### Raw data

• • • •

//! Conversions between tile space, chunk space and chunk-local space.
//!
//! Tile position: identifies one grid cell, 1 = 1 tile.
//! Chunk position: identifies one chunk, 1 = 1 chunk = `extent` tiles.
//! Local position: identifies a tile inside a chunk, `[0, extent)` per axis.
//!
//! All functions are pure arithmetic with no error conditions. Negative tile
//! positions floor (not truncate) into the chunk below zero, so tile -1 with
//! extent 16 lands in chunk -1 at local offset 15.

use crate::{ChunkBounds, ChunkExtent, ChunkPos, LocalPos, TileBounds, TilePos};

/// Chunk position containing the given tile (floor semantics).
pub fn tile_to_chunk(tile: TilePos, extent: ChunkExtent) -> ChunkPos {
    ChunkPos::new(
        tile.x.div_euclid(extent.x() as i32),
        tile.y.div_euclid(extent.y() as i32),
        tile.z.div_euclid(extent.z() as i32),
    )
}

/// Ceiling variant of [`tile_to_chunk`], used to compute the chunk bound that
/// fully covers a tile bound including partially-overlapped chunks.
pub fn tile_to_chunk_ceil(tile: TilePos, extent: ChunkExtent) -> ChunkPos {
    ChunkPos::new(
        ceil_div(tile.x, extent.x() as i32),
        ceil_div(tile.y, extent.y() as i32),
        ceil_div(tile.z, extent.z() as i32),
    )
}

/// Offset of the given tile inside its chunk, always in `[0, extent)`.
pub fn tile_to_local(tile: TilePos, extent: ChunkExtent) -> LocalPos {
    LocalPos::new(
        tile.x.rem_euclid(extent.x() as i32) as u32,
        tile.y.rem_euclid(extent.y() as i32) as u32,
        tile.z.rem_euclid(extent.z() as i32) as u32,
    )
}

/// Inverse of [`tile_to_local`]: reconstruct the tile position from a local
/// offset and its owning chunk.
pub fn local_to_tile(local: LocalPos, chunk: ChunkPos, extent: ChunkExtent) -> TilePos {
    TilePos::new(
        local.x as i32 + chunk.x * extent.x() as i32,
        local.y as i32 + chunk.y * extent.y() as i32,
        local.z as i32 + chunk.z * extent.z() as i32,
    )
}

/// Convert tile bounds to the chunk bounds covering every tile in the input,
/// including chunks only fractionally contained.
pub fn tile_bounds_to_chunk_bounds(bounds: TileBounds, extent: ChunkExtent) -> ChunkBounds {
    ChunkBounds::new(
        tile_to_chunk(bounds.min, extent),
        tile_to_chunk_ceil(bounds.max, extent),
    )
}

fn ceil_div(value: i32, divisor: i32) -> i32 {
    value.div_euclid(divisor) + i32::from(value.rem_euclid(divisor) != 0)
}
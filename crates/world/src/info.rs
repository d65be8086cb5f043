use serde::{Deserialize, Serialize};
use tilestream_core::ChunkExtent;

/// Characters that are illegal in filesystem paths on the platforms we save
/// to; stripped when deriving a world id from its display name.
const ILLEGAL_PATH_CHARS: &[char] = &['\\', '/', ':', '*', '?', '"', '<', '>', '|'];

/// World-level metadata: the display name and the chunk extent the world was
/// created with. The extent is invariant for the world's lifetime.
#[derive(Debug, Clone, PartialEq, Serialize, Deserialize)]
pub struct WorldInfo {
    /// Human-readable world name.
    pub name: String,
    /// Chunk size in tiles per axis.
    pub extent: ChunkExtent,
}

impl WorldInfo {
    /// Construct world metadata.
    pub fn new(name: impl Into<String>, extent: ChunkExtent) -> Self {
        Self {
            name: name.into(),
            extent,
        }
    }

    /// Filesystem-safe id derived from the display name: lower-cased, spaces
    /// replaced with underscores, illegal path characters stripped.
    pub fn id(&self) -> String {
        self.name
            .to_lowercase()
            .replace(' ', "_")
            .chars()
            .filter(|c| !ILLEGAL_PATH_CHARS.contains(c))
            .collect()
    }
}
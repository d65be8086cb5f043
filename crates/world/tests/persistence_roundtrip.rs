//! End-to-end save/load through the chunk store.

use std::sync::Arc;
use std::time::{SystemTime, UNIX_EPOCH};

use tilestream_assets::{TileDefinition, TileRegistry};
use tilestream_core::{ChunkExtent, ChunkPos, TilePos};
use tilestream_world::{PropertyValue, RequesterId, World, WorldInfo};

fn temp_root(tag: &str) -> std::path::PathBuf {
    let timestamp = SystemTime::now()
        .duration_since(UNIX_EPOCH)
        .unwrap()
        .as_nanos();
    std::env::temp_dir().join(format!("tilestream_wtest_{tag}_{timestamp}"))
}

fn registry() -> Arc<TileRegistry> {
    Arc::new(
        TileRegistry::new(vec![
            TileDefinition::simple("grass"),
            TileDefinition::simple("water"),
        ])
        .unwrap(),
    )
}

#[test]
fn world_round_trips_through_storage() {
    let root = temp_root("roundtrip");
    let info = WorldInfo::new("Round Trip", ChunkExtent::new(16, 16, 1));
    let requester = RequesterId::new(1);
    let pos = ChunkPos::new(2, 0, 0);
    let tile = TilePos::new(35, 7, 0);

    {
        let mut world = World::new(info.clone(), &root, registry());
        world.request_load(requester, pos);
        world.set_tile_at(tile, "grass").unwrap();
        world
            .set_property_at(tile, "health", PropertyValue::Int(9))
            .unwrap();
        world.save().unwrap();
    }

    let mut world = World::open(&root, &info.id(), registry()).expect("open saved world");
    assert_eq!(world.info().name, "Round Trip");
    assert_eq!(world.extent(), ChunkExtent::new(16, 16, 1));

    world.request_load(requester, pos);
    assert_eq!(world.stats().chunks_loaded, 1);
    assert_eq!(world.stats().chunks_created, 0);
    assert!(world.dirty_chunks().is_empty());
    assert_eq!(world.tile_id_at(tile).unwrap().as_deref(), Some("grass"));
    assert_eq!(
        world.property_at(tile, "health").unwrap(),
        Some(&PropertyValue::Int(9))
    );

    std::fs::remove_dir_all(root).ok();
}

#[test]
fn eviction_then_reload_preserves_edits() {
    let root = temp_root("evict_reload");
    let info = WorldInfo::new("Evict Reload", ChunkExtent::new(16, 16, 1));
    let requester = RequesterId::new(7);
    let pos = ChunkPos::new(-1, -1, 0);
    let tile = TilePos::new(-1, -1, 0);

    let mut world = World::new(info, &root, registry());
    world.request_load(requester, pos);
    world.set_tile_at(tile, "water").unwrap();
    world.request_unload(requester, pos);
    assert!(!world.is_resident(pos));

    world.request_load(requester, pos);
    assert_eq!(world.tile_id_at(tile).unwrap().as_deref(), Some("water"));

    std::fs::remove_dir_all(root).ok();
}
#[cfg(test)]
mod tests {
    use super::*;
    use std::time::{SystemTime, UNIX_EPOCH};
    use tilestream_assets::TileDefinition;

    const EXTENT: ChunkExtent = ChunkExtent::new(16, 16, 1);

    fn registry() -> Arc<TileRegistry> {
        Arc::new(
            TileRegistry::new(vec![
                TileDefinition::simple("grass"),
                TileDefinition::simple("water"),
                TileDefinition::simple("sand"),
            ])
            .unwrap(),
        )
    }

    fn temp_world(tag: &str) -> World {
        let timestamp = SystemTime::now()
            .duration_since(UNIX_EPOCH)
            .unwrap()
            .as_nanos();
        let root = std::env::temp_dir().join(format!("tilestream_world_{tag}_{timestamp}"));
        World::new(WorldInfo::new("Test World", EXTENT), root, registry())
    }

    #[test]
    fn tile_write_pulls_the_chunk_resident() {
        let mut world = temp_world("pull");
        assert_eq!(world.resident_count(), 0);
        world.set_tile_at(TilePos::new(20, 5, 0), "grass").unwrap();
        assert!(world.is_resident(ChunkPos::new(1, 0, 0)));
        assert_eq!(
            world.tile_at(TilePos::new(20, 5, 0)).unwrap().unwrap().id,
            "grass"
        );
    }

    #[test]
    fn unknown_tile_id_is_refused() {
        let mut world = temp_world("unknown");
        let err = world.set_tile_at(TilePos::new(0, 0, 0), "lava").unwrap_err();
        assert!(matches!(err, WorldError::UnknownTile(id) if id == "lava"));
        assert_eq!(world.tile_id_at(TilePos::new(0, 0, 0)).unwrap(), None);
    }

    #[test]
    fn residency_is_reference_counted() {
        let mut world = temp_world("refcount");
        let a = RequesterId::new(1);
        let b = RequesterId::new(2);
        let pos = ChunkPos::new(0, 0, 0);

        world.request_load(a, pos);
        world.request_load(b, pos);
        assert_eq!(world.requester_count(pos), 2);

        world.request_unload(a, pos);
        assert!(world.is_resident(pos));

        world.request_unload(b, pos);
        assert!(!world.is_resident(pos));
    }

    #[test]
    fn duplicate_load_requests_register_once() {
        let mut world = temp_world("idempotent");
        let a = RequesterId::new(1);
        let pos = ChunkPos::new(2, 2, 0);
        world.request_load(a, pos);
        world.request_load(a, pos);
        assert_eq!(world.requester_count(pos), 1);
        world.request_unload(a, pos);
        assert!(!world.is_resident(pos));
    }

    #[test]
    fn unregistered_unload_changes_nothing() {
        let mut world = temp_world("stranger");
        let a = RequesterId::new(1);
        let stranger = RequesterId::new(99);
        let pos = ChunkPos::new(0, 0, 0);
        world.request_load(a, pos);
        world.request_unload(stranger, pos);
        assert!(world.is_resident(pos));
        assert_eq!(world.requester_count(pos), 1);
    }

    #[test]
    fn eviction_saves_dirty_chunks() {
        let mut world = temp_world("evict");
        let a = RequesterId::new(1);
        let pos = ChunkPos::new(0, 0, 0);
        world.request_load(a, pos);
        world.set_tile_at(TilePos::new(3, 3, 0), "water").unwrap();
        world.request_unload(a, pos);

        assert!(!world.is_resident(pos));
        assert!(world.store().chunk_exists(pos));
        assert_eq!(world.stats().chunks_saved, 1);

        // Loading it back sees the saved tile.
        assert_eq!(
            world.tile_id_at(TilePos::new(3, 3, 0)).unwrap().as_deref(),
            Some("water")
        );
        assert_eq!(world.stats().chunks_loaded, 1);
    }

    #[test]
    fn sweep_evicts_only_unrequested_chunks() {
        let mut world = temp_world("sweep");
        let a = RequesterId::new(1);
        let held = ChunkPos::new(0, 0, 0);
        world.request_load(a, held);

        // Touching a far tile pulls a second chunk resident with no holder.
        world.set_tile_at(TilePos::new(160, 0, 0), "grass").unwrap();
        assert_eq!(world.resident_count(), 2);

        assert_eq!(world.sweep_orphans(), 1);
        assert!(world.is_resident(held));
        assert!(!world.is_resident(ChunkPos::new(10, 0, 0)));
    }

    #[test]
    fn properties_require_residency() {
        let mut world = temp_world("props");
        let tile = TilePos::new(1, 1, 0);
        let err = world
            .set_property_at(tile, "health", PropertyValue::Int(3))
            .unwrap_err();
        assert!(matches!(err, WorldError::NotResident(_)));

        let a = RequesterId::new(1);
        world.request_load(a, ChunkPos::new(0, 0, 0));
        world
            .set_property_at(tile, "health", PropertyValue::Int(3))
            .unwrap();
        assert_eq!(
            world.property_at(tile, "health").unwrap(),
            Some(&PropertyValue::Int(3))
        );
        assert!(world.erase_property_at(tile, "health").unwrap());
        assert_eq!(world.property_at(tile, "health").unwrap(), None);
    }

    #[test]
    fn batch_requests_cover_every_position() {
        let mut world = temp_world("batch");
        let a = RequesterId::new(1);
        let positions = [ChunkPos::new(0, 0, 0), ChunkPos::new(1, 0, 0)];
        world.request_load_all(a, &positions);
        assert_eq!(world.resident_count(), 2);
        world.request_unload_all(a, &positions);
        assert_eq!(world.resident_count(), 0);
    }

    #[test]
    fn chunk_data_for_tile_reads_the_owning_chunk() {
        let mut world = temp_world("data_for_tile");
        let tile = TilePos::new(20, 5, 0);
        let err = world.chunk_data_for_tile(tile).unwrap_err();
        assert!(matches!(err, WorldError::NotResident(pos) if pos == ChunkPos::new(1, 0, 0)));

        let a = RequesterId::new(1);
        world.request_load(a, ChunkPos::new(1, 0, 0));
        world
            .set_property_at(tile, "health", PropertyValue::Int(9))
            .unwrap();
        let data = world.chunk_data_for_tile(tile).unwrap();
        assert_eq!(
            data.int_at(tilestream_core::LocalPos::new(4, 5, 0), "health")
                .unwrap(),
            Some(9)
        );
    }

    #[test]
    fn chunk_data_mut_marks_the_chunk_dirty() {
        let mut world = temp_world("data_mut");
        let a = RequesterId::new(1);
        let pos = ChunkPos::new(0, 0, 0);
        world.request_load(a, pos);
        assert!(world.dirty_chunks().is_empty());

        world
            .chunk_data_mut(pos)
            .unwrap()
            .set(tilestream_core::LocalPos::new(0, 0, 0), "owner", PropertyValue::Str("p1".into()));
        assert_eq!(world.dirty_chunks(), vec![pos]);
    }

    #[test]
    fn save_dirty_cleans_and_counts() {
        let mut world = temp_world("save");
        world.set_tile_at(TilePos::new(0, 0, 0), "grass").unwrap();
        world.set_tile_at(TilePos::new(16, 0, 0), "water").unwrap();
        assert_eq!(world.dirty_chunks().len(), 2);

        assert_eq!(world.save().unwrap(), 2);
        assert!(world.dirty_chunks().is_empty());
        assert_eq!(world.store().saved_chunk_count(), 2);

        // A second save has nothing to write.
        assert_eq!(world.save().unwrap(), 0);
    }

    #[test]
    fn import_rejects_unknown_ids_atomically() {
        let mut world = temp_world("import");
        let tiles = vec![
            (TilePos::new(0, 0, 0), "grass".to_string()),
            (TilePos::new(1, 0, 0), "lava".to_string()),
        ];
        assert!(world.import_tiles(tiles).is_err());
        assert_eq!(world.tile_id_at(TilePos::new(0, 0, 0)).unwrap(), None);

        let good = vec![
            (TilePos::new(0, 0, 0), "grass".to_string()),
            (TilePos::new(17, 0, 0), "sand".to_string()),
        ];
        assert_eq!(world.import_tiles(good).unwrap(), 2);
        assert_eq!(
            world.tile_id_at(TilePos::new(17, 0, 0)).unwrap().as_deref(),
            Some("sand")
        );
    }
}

• • • •

### Required action
Could you restate word for word the lines above from the one containing "Chunk position: identifies" through the one containing "tile (floor semantics).", both included, and nothing else?

### Final answer
//! Chunk position: identifies one chunk, 1 = 1 chunk = `extent` tiles.
//! Local position: identifies a tile inside a chunk, `[0, extent)` per axis.
//!
//! All functions are pure arithmetic with no error conditions. Negative tile
//! positions floor (not truncate) into the chunk below zero, so tile -1 with
//! extent 16 lands in chunk -1 at local offset 15.

use crate::{ChunkBounds, ChunkExtent, ChunkPos, LocalPos, TileBounds, TilePos};

/// Chunk position containing the given tile (floor semantics).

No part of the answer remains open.